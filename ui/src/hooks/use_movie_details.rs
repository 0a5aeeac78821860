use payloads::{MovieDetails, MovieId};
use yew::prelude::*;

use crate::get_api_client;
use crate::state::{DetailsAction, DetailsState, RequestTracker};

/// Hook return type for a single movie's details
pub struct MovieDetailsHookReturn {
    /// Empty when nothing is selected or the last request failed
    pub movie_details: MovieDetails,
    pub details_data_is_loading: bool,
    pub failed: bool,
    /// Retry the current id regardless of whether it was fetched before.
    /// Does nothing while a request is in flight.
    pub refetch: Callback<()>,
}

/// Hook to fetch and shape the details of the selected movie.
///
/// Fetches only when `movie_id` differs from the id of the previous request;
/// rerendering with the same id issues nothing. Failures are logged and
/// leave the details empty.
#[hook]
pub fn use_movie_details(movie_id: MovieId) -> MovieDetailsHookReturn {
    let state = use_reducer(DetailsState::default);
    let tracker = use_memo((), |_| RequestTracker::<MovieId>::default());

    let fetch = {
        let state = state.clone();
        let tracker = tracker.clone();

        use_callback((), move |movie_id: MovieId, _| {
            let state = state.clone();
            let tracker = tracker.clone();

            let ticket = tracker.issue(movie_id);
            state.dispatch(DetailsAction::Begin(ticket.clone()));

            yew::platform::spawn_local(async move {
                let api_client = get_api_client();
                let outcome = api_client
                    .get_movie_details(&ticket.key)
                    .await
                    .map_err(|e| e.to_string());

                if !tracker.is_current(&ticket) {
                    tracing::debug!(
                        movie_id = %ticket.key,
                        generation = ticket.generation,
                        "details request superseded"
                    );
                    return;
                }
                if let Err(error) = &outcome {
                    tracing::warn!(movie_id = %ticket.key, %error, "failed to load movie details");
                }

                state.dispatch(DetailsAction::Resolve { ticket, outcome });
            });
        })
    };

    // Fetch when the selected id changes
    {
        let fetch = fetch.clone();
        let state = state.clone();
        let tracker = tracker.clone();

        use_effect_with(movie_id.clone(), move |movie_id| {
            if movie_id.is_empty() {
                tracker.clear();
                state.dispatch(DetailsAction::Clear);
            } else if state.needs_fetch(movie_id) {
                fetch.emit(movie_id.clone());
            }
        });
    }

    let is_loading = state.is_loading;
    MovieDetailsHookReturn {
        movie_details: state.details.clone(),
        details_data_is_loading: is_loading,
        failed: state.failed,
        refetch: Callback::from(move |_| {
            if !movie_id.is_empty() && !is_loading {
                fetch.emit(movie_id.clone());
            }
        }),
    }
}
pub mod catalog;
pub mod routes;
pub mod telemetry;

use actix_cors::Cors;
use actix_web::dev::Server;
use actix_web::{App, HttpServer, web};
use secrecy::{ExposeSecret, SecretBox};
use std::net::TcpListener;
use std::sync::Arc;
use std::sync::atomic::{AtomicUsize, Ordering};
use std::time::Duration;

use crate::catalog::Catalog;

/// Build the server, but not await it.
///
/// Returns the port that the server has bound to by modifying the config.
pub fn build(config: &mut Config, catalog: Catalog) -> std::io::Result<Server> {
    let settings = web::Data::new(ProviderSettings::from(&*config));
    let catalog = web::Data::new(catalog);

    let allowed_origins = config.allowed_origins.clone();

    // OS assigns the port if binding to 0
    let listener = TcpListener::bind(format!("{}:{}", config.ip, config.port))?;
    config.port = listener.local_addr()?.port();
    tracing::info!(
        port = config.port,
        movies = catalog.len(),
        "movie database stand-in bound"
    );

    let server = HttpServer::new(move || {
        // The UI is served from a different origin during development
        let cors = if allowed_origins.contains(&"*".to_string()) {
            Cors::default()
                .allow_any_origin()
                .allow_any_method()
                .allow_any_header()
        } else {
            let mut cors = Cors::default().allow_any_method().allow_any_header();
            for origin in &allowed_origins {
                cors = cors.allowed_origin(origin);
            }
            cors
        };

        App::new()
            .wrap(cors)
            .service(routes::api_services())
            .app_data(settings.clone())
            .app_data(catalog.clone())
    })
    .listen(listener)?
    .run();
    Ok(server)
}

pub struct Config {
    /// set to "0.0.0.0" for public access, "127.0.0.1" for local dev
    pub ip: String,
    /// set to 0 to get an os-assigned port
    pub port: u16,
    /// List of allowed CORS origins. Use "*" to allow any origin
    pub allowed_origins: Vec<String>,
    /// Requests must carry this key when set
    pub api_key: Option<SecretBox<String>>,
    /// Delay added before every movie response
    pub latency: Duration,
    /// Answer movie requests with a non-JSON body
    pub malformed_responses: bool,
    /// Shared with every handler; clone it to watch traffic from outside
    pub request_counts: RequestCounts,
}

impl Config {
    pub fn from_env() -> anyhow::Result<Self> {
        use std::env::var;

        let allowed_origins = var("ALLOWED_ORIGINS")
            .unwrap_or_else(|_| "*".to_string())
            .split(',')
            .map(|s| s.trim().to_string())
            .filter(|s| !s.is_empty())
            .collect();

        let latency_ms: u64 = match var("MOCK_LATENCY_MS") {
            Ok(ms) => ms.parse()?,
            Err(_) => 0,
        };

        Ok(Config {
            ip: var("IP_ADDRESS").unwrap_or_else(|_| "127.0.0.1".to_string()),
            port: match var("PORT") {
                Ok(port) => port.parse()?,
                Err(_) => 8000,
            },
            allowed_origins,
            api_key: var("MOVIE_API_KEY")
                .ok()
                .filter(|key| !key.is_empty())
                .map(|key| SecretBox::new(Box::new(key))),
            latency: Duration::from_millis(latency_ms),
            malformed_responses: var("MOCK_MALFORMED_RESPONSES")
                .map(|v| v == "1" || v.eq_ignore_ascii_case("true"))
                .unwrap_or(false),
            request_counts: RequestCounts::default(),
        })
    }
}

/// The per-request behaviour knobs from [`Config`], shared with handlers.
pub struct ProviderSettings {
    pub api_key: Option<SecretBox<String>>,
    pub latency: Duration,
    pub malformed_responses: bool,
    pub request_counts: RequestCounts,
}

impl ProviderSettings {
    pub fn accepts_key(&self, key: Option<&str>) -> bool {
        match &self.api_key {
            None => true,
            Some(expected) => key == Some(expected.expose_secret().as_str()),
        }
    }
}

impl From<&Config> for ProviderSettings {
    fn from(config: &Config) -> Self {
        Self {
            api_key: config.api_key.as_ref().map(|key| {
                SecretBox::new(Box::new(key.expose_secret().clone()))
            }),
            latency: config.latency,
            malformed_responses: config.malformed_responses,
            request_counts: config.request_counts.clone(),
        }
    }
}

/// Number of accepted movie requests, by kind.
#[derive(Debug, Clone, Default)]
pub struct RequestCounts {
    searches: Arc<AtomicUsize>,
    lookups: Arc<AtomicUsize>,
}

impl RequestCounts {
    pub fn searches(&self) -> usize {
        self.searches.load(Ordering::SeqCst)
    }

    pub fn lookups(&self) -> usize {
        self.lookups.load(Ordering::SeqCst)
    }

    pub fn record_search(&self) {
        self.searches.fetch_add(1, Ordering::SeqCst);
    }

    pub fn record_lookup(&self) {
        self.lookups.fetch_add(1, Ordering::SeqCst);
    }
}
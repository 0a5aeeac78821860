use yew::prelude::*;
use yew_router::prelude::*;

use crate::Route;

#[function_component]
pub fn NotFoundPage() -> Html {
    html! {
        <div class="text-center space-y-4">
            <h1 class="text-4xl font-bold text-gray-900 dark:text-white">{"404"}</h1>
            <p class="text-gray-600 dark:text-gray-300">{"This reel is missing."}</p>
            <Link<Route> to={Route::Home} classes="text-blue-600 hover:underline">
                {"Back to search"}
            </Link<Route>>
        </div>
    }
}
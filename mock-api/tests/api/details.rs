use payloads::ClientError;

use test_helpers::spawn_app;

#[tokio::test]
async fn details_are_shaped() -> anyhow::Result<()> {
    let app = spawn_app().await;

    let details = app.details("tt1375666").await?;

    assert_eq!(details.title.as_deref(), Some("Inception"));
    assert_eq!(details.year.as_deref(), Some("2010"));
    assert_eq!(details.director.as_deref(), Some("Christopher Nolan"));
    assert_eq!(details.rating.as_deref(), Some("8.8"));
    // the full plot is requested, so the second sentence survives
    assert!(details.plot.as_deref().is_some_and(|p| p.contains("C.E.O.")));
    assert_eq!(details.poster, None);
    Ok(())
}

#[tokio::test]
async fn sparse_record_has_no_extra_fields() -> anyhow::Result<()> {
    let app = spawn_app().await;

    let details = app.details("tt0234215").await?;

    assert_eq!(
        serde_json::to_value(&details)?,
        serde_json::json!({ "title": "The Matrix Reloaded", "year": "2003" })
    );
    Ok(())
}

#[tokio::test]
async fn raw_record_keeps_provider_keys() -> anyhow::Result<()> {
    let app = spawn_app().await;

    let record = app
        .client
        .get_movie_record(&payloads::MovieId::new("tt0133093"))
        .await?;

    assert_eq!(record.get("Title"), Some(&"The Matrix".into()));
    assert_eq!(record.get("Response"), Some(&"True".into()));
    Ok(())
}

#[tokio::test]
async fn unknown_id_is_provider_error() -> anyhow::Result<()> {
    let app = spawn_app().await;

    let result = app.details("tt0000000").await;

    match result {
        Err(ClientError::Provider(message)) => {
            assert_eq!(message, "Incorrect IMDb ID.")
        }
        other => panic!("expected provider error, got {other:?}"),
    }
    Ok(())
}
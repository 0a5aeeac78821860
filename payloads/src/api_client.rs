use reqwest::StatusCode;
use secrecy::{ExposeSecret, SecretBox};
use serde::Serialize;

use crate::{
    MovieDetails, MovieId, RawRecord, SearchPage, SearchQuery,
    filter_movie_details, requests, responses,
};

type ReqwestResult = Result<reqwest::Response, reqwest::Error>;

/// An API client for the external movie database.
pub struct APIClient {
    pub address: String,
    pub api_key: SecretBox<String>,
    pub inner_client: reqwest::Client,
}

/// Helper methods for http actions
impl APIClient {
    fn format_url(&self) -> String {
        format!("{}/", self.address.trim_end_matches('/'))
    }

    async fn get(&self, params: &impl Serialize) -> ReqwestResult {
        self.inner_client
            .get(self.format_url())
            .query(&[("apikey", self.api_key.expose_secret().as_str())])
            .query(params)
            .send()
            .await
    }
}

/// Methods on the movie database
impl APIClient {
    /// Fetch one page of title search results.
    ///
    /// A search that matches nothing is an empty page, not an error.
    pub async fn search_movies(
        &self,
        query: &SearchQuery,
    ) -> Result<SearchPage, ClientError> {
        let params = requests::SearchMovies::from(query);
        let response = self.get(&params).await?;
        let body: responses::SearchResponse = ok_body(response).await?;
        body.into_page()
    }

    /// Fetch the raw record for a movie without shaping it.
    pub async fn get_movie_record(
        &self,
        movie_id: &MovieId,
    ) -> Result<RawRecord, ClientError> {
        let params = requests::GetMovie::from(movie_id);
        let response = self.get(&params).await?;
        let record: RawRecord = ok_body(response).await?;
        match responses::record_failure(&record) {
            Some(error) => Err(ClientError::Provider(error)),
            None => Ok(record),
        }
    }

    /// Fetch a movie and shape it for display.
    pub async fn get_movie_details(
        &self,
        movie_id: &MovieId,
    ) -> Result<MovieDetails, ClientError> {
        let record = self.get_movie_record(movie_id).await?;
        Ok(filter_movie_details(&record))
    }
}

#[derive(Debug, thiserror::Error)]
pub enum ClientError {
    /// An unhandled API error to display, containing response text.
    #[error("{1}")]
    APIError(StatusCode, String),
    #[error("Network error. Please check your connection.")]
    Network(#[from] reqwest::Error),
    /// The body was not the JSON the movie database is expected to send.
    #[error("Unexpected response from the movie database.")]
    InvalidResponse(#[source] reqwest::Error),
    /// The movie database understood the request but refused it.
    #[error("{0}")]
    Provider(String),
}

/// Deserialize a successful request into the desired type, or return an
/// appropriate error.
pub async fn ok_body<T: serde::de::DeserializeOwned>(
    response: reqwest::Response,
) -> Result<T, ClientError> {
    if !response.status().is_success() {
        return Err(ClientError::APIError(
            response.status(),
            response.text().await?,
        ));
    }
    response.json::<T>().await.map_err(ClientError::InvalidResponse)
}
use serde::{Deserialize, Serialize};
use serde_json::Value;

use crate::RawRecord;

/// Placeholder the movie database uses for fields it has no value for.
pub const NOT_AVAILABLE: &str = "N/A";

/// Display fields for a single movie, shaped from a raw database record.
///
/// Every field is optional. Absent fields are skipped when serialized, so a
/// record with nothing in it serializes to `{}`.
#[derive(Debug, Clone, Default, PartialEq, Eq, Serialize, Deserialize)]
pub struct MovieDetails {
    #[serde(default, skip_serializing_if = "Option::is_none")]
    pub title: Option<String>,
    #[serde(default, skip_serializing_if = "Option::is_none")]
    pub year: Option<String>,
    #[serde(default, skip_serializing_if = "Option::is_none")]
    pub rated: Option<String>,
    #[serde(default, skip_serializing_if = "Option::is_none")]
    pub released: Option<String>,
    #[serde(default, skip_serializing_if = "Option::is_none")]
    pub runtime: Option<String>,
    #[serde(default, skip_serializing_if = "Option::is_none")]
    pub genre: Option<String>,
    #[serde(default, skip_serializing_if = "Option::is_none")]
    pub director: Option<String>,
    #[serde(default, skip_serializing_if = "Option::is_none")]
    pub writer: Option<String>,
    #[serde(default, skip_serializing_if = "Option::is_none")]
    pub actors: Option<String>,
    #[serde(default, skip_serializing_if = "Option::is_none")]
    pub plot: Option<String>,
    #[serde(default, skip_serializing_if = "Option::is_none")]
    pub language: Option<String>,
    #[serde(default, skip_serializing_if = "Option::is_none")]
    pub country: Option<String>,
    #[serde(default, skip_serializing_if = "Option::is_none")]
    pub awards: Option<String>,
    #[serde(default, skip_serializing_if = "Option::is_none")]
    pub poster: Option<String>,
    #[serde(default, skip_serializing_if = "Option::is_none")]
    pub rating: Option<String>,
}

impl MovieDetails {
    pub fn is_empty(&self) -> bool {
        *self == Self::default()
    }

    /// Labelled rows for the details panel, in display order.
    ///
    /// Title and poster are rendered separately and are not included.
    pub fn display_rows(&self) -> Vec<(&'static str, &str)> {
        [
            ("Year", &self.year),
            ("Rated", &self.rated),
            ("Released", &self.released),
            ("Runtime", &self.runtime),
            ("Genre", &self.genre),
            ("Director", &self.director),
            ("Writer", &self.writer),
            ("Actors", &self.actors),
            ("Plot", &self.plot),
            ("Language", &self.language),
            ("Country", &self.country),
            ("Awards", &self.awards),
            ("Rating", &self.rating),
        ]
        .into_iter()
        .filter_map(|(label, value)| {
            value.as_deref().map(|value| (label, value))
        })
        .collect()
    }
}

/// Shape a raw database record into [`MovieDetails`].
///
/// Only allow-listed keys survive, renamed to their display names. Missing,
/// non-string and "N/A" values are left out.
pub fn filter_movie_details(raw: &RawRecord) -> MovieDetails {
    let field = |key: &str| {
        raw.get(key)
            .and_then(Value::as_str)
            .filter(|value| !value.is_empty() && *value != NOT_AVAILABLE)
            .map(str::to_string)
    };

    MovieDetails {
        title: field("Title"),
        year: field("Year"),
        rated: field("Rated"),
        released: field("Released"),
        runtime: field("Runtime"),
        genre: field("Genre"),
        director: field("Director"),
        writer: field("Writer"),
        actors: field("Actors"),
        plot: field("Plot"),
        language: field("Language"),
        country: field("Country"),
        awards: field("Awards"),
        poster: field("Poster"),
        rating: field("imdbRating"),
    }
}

Problem to solve
When you come to the line containing "was fetched before.", give it and stop; before that, repeat each line of the material exactly from the first one.

Written solution
filename ui/src/hooks/use_movie_details.rs
repository 0a5aeeac78821860
use payloads::{MovieDetails, MovieId};
use yew::prelude::*;

use crate::get_api_client;
use crate::state::{DetailsAction, DetailsState, RequestTracker};

/// Hook return type for a single movie's details
pub struct MovieDetailsHookReturn {
    /// Empty when nothing is selected or the last request failed
    pub movie_details: MovieDetails,
    pub details_data_is_loading: bool,
    pub failed: bool,
    /// Retry the current id regardless of whether it was fetched before.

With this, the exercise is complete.